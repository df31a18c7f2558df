use cgmath::{InnerSpace, Matrix4, Quaternion, Rad, Rotation3, Vector2, Vector3};

/// A virtual trackball.
///
/// Pointer positions are given in normalized window coordinates (-1 to 1, Y up). Points near the
/// center map onto a sphere, points further out onto a hyperbolic sheet, so dragging outside the
/// ball still rotates smoothly.
#[derive(Debug, Clone, Copy, PartialEq)]
pub struct Trackball {
    radius: f32,
    rotation: Quaternion<f32>,
}

impl Trackball {
    /// Creates a trackball with radius 0.8 and no rotation.
    pub fn new() -> Trackball {
        Trackball {
            radius: 0.8,
            rotation: Quaternion::new(1., 0., 0., 0.),
        }
    }

    /// The accumulated rotation.
    pub fn rotation(&self) -> Quaternion<f32> {
        self.rotation
    }

    /// The accumulated rotation as a matrix.
    pub fn rotation_matrix(&self) -> Matrix4<f32> {
        self.rotation.into()
    }

    /// Forgets all rotation.
    pub fn reset(&mut self) {
        self.rotation = Quaternion::new(1., 0., 0., 0.);
    }

    /// Rotates by the drag from `from` to `to`.
    pub fn track(&mut self, from: Vector2<f32>, to: Vector2<f32>) {
        if from == to {
            return;
        }
        let a = self.map_to_sphere(from);
        let b = self.map_to_sphere(to);

        let axis = a.cross(b);
        if axis.magnitude2() == 0. {
            return;
        }
        let cos = a.normalize().dot(b.normalize()).max(-1.).min(1.);
        let delta = Quaternion::from_axis_angle(axis.normalize(), Rad(cos.acos()));
        self.rotation = (delta * self.rotation).normalize();
    }

    fn map_to_sphere(&self, p: Vector2<f32>) -> Vector3<f32> {
        let d2 = p.magnitude2();
        let r2 = self.radius * self.radius;
        let z = if d2 <= r2 / 2. {
            (r2 - d2).sqrt()
        } else {
            r2 / 2. / d2.sqrt()
        };
        Vector3::new(p.x, p.y, z)
    }
}

impl Default for Trackball {
    fn default() -> Trackball {
        Trackball::new()
    }
}

#[test]
fn horizontal_drag_rotates_about_y() {
    let mut ball = Trackball::new();
    ball.track(Vector2::new(0., 0.), Vector2::new(0.2, 0.));

    let q = ball.rotation();
    // pure rotation about +Y: no x or z component in the axis
    assert!(q.v.x.abs() < 1e-6 && q.v.z.abs() < 1e-6, "{:?}", q);
    assert!(q.v.y > 0.);

    ball.reset();
    assert_eq!(ball.rotation(), Quaternion::new(1., 0., 0., 0.));
}

#[test]
fn zero_drag_is_ignored() {
    let mut ball = Trackball::new();
    ball.track(Vector2::new(0.3, 0.3), Vector2::new(0.3, 0.3));
    assert_eq!(ball, Trackball::new());
}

===============

What is required =>
Using the records above, copy each line that contains "axis".

Response =>
        let axis = a.cross(b);
        if axis.magnitude2() == 0. {
        let delta = Quaternion::from_axis_angle(axis.normalize(), Rad(cos.acos()));
    // pure rotation about +Y: no x or z component in the axis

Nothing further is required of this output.